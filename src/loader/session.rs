//! History Session
//!
//! Holds the latest entry snapshot and the two date-bound inputs. The view
//! is recomputed from scratch from these on every request.
//!
//! A refresh replaces the snapshot atomically. When refreshes overlap, only
//! the most recently started one may apply its result: each refresh takes a
//! ticket, and a result whose ticket is no longer the newest is dropped.

use crate::history::{DateBounds, DisplayZone, Entry, HistoryView};
use crate::loader::EntrySource;
use std::sync::atomic::{AtomicU64, Ordering};
use std::sync::Arc;
use tokio::sync::RwLock;

/// What happened to a refresh
#[derive(Debug, Clone, PartialEq, Eq)]
pub enum RefreshOutcome {
    /// The snapshot now holds `count` entries
    Loaded { count: usize },
    /// The fetch failed; the snapshot is now empty
    Failed { error: String },
    /// A newer refresh was started meanwhile; this result was discarded
    Superseded,
}

#[derive(Debug, Default)]
struct SessionState {
    entries: Arc<Vec<Entry>>,
    start: String,
    end: String,
}

/// View state of the history page
pub struct HistorySession {
    source: Arc<dyn EntrySource>,
    zone: DisplayZone,
    latest_ticket: AtomicU64,
    state: RwLock<SessionState>,
}

impl HistorySession {
    /// Create an empty session reading from `source`
    pub fn new(source: Arc<dyn EntrySource>, zone: DisplayZone) -> Self {
        Self {
            source,
            zone,
            latest_ticket: AtomicU64::new(0),
            state: RwLock::new(SessionState::default()),
        }
    }

    pub fn zone(&self) -> DisplayZone {
        self.zone
    }

    /// Reload the entry list from the source
    ///
    /// Never returns an error: a failed fetch leaves an empty snapshot.
    pub async fn refresh(&self) -> RefreshOutcome {
        let ticket = self.latest_ticket.fetch_add(1, Ordering::SeqCst) + 1;
        tracing::debug!(ticket, source = self.source.name(), "Refreshing entries");

        let result = self.source.fetch_entries().await;

        let mut state = self.state.write().await;
        if self.latest_ticket.load(Ordering::SeqCst) != ticket {
            tracing::debug!(ticket, "Discarding result of superseded refresh");
            return RefreshOutcome::Superseded;
        }

        match result {
            Ok(entries) => {
                let count = entries.len();
                state.entries = Arc::new(entries);
                tracing::info!(count, "Loaded journal entries");
                RefreshOutcome::Loaded { count }
            }
            Err(e) => {
                tracing::warn!(error = %e, source = self.source.name(), "Failed to load journal entries");
                state.entries = Arc::new(Vec::new());
                RefreshOutcome::Failed {
                    error: e.to_string(),
                }
            }
        }
    }

    /// Current entry snapshot
    pub async fn entries(&self) -> Arc<Vec<Entry>> {
        Arc::clone(&self.state.read().await.entries)
    }

    /// Set the text of the start-date field
    pub async fn set_start(&self, text: impl Into<String>) {
        self.state.write().await.start = text.into();
    }

    /// Set the text of the end-date field
    pub async fn set_end(&self, text: impl Into<String>) {
        self.state.write().await.end = text.into();
    }

    /// Reset both date fields
    pub async fn clear_bounds(&self) {
        let mut state = self.state.write().await;
        state.start.clear();
        state.end.clear();
    }

    /// Parsed date window
    pub async fn bounds(&self) -> DateBounds {
        let state = self.state.read().await;
        DateBounds::parse(&state.start, &state.end)
    }

    /// Compute the view over the current snapshot and bounds
    pub async fn view(&self) -> HistoryView {
        let (entries, bounds) = {
            let state = self.state.read().await;
            (
                Arc::clone(&state.entries),
                DateBounds::parse(&state.start, &state.end),
            )
        };

        HistoryView::compute(&entries, &bounds, &self.zone)
    }
}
————————
## Description of the task
Every entry must be set down exactly, with nothing left out.

## Solution to the exercise
filename src/loader/session.rs
//! History Session
//!
//! Holds the latest entry snapshot and the two date-bound inputs. The view
//! is recomputed from scratch from these on every request.
//!
//! A refresh replaces the snapshot atomically. When refreshes overlap, only
//! the most recently started one may apply its result: each refresh takes a
//! ticket, and a result whose ticket is no longer the newest is dropped.

use crate::history::{DateBounds, DisplayZone, Entry, HistoryView};
use crate::loader::EntrySource;
use std::sync::atomic::{AtomicU64, Ordering};
use std::sync::Arc;
use tokio::sync::RwLock;

/// What happened to a refresh
#[derive(Debug, Clone, PartialEq, Eq)]
pub enum RefreshOutcome {
    /// The snapshot now holds `count` entries
    Loaded { count: usize },
    /// The fetch failed; the snapshot is now empty
    Failed { error: String },
    /// A newer refresh was started meanwhile; this result was discarded
    Superseded,
}

#[derive(Debug, Default)]
struct SessionState {
    entries: Arc<Vec<Entry>>,
    start: String,
    end: String,
}

/// View state of the history page
pub struct HistorySession {
    source: Arc<dyn EntrySource>,
    zone: DisplayZone,
    latest_ticket: AtomicU64,
    state: RwLock<SessionState>,
}

impl HistorySession {
    /// Create an empty session reading from `source`
    pub fn new(source: Arc<dyn EntrySource>, zone: DisplayZone) -> Self {
        Self {
            source,
            zone,
            latest_ticket: AtomicU64::new(0),
            state: RwLock::new(SessionState::default()),
        }
    }

    pub fn zone(&self) -> DisplayZone {
        self.zone
    }

    /// Reload the entry list from the source
    ///
    /// Never returns an error: a failed fetch leaves an empty snapshot.
    pub async fn refresh(&self) -> RefreshOutcome {
        let ticket = self.latest_ticket.fetch_add(1, Ordering::SeqCst) + 1;
        tracing::debug!(ticket, source = self.source.name(), "Refreshing entries");

        let result = self.source.fetch_entries().await;

        let mut state = self.state.write().await;
        if self.latest_ticket.load(Ordering::SeqCst) != ticket {
            tracing::debug!(ticket, "Discarding result of superseded refresh");
            return RefreshOutcome::Superseded;
        }

        match result {
            Ok(entries) => {
                let count = entries.len();
                state.entries = Arc::new(entries);
                tracing::info!(count, "Loaded journal entries");
                RefreshOutcome::Loaded { count }
            }
            Err(e) => {
                tracing::warn!(error = %e, source = self.source.name(), "Failed to load journal entries");
                state.entries = Arc::new(Vec::new());
                RefreshOutcome::Failed {
                    error: e.to_string(),
                }
            }
        }
    }

    /// Current entry snapshot
    pub async fn entries(&self) -> Arc<Vec<Entry>> {
        Arc::clone(&self.state.read().await.entries)
    }

    /// Set the text of the start-date field
    pub async fn set_start(&self, text: impl Into<String>) {
        self.state.write().await.start = text.into();
    }

    /// Set the text of the end-date field
    pub async fn set_end(&self, text: impl Into<String>) {
        self.state.write().await.end = text.into();
    }

    /// Reset both date fields
    pub async fn clear_bounds(&self) {
        let mut state = self.state.write().await;
        state.start.clear();
        state.end.clear();
    }

    /// Parsed date window
    pub async fn bounds(&self) -> DateBounds {
        let state = self.state.read().await;
        DateBounds::parse(&state.start, &state.end)
    }

    /// Compute the view over the current snapshot and bounds
    pub async fn view(&self) -> HistoryView {
        let (entries, bounds) = {
            let state = self.state.read().await;
            (
                Arc::clone(&state.entries),
                DateBounds::parse(&state.start, &state.end),
            )
        };

        HistoryView::compute(&entries, &bounds, &self.zone)
    }
}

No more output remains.